Hirata memiliki ide kegiatan untuk klub fotografi saat festival sekolah, yaitu foto berpasangan dengan lawan jenis. Semua siswa akan diberikan nomor dan akan berpasangan dengan siswa angkatan yang sama. Laki-laki dan perempuan dengan nomor yang sama diharuskan foto berbarengan dengan pose apapun dan spot yang diambil juga bebas. Lalu foto bisa diupload di media sosial dengan hashtag yang sudah ditentukan atau klub fotografi yang akan mengambil fotonya jika berkunjung ke booth tersedia.
"Hmm, Airi, kau bilang menantikan ini. Berarti kau menyukai seseorang ya?"
"Ah, etto…"
Airi memerah mendengar pertanyaan Naruto. Gadis itu nampak malu-malu meski ekspresinya sangat mudah dibaca. Naruto hanya cengengesan, "Laki-laki berambut coklat di kesiswaan itu kan? Siapa namanya ya…eh…"
"Ayanokouji. Dasar, hal-hal kaya begini memang selalu kau lewatkan ya, Naruto."
Airi semakin memerah karena niatnya sudah diketahui oleh mereka berdua, namun tidak menjadi masalah. Naruto dan Shikamaru memang teman yang sangat mudah untuk diajak mengobrol dan Airi cukup nyaman berinteraksi dengan mereka.
Naruto tertawa ringan tanpa fokus dengan pekerjaannya sehingga jari telunjuknya tidak sengaja terluka dengan jarum mading. "Ow!"
"O..oy, kau tidak apa-apa?"
"Naruto-kun!?"
Naruto memegangi tangannya yang berdarah. Sedikit meringis, dia menggeleng, "Iya, hanya luka kecil saja kok."
"Kamu tidak apa-apa?"
Naruto menoleh mendapati seorang gadis sedang mendekatinya, 'Gadis ini kan…'
"Ah, Ichinose-san!" Airi sumringah dengan kedatangan salah satu temannya.

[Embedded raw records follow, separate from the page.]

//! Transfer Phase Definitions
//!
//! Each `apply_transfer` call walks these phases in order. Terminal phases:
//! Succeeded, FailedBusiness, Rejected, Aborted.

use std::fmt;

/// Per-call transfer state machine
#[derive(Debug, Clone, Copy, PartialEq, Eq, Hash)]
pub enum TransferPhase {
    /// Input checks - no locks, no side effects yet
    Validating,

    /// Idempotency admission for the transfer id
    Deduplicating,

    /// Ordered exclusive acquisition of both accounts
    Locking,

    /// Balance sufficiency check under exclusive access
    Checking,

    /// Debit / credit applied to the in-memory copies
    Mutating,

    /// Account updates and journal entries land as one atomic unit
    Committing,

    /// Terminal: transfer applied, balances returned
    Succeeded,

    /// Terminal: business rule failure returned as data (insufficient funds)
    FailedBusiness,

    /// Terminal: validation or missing-account rejection, no side effects
    Rejected,

    /// Terminal: commit failed, no partial state visible
    Aborted,
}

impl TransferPhase {
    /// Check if this is a terminal phase (no more transitions possible)
    #[inline]
    pub fn is_terminal(&self) -> bool {
        matches!(
            self,
            TransferPhase::Succeeded
                | TransferPhase::FailedBusiness
                | TransferPhase::Rejected
                | TransferPhase::Aborted
        )
    }

    /// Check if the call holds exclusive account access in this phase
    #[inline]
    pub fn holds_locks(&self) -> bool {
        matches!(
            self,
            TransferPhase::Checking | TransferPhase::Mutating | TransferPhase::Committing
        )
    }

    /// Get human-readable phase name
    pub fn as_str(&self) -> &'static str {
        match self {
            TransferPhase::Validating => "VALIDATING",
            TransferPhase::Deduplicating => "DEDUPLICATING",
            TransferPhase::Locking => "LOCKING",
            TransferPhase::Checking => "CHECKING",
            TransferPhase::Mutating => "MUTATING",
            TransferPhase::Committing => "COMMITTING",
            TransferPhase::Succeeded => "SUCCEEDED",
            TransferPhase::FailedBusiness => "FAILED_BUSINESS",
            TransferPhase::Rejected => "REJECTED",
            TransferPhase::Aborted => "ABORTED",
        }
    }
}

impl fmt::Display for TransferPhase {
    fn fmt(&self, f: &mut fmt::Formatter<'_>) -> fmt::Result {
        write!(f, "{}", self.as_str())
    }
}
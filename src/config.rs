use serde::{Deserialize, Serialize};
use std::fs;
use std::path::Path;

#[derive(Debug, Serialize, Deserialize, Clone)]
pub struct AppConfig {
    pub log_level: String,
    pub log_dir: String,
    pub log_file: String,
    pub use_json: bool,
    pub rotation: String,
    pub enable_tracing: bool,
    /// Transfer engine knobs
    #[serde(default)]
    pub ledger: LedgerConfig,
}

impl Default for AppConfig {
    fn default() -> Self {
        Self {
            log_level: "info".to_string(),
            log_dir: "./logs".to_string(),
            log_file: "ledger.log".to_string(),
            use_json: false,
            rotation: "daily".to_string(),
            enable_tracing: true,
            ledger: LedgerConfig::default(),
        }
    }
}

/// Transfer engine configuration
#[derive(Debug, Serialize, Deserialize, Clone, Copy)]
pub struct LedgerConfig {
    /// Optimistic version-checked commits instead of exclusive ordered locks
    #[serde(default)]
    pub enable_optimistic_locking: bool,
    /// Bound on concurrency-conflict retries per transfer
    #[serde(default = "default_max_retries")]
    pub max_retries: u32,
    /// Upper bound on a single exclusive-lock wait
    #[serde(default = "default_lock_timeout_ms")]
    pub lock_timeout_ms: u64,
}

fn default_max_retries() -> u32 {
    3
}

fn default_lock_timeout_ms() -> u64 {
    5_000
}

impl Default for LedgerConfig {
    fn default() -> Self {
        Self {
            enable_optimistic_locking: false,
            max_retries: default_max_retries(),
            lock_timeout_ms: default_lock_timeout_ms(),
        }
    }
}

impl AppConfig {
    pub fn load(env: &str) -> Self {
        let config_path = format!("config/{}.yaml", env);
        let content = fs::read_to_string(&config_path)
            .unwrap_or_else(|_| panic!("Failed to read config file: {}", config_path));
        serde_yaml::from_str(&content).expect("Failed to parse config yaml")
    }

    /// Load `config/{env}.yaml` if present, otherwise fall back to defaults.
    pub fn load_or_default(env: &str) -> Self {
        let config_path = format!("config/{}.yaml", env);
        if Path::new(&config_path).exists() {
            Self::load(env)
        } else {
            Self::default()
        }
    }
}

#[cfg(test)]
mod tests {
    use super::*;

    #[test]
    fn test_ledger_defaults() {
        let cfg = LedgerConfig::default();
        assert!(!cfg.enable_optimistic_locking);
        assert_eq!(cfg.max_retries, 3);
        assert_eq!(cfg.lock_timeout_ms, 5_000);
    }

    #[test]
    fn test_parse_minimal_yaml() {
        let yaml = r#"
log_level: debug
log_dir: ./logs
log_file: ledger.log
use_json: true
rotation: hourly
enable_tracing: true
"#;
        let cfg: AppConfig = serde_yaml::from_str(yaml).unwrap();
        assert_eq!(cfg.log_level, "debug");
        assert!(cfg.use_json);
        // ledger section omitted - serde defaults apply
        assert_eq!(cfg.ledger.max_retries, 3);
    }

    #[test]
    fn test_parse_ledger_section() {
        let yaml = r#"
log_level: info
log_dir: ./logs
log_file: ledger.log
use_json: false
rotation: daily
enable_tracing: false
ledger:
  enable_optimistic_locking: true
  max_retries: 7
"#;
        let cfg: AppConfig = serde_yaml::from_str(yaml).unwrap();
        assert!(cfg.ledger.enable_optimistic_locking);
        assert_eq!(cfg.ledger.max_retries, 7);
        assert_eq!(cfg.ledger.lock_timeout_ms, 5_000);
    }
}
use crate::config::AppConfig;
use tracing_appender::non_blocking::WorkerGuard;
use tracing_subscriber::{EnvFilter, fmt, prelude::*};

pub fn init_logging(config: &AppConfig) -> WorkerGuard {
    let file_appender = match config.rotation.as_str() {
        "hourly" => tracing_appender::rolling::hourly(&config.log_dir, &config.log_file),
        "daily" => tracing_appender::rolling::daily(&config.log_dir, &config.log_file),
        _ => tracing_appender::rolling::never(&config.log_dir, &config.log_file),
    };

    let (non_blocking, guard) = tracing_appender::non_blocking(file_appender);

    let filter_str = if config.enable_tracing {
        config.log_level.clone()
    } else {
        format!("{},ledger_service=off", config.log_level)
    };

    let filter = EnvFilter::try_from_default_env().unwrap_or_else(|_| EnvFilter::new(filter_str));

    let registry = tracing_subscriber::registry().with(filter);

    if config.use_json {
        let file_layer = fmt::layer()
            .json()
            .with_target(true) // Keep target in JSON for structured queries
            .with_writer(non_blocking)
            .with_ansi(false);
        registry.with(file_layer).init();
    } else {
        let file_layer = fmt::layer()
            .with_target(false) // Hide redundant target in text output
            .with_writer(non_blocking)
            .with_ansi(false);
        let stdout_layer = fmt::layer().with_target(false).with_ansi(true);
        registry.with(file_layer).with(stdout_layer).init();
    }

    guard
}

Naruto yang tidak sempat memikirkan lukanya, memiringkan kepala, "Ichinose?"
Shikamaru hanya bisa menggaruk kepalanya dengan ketidaktahuan teman pirangnya, "Naruto, kau juga tidak tahu siapa bendahara kesiswaan kita?"

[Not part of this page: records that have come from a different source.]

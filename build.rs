use std::process::Command;

fn main() {
    let git_hash = Command::new("git")
        .args(["rev-parse", "--short", "HEAD"])
        .output()
        .ok()
        .filter(|o| o.status.success())
        .map(|o| String::from_utf8_lossy(&o.stdout).trim().to_string())
        .unwrap_or_else(|| "unknown".to_string());

    println!("cargo:rustc-env=GIT_HASH={}", git_hash);
    println!("cargo:rerun-if-changed=.git/HEAD");
}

"Tidak masalah, Nara-san. Nah, sekarang coba kita lihat luka ini."
Ichinose tanpa sungkan mengambil tangan Naruto dan sapu tangan ternyata sudah tersedia pada tangan lainnya. Dengan telaten Ichinose menyeka darah yang mengalir dan dengan cepat juga plester sudah terpasang rapi. Naruto sekali lagi harus terperangah dengan Ichinose, "Maaf..karena kecerobohanku, sapu tanganmu jadi kotor."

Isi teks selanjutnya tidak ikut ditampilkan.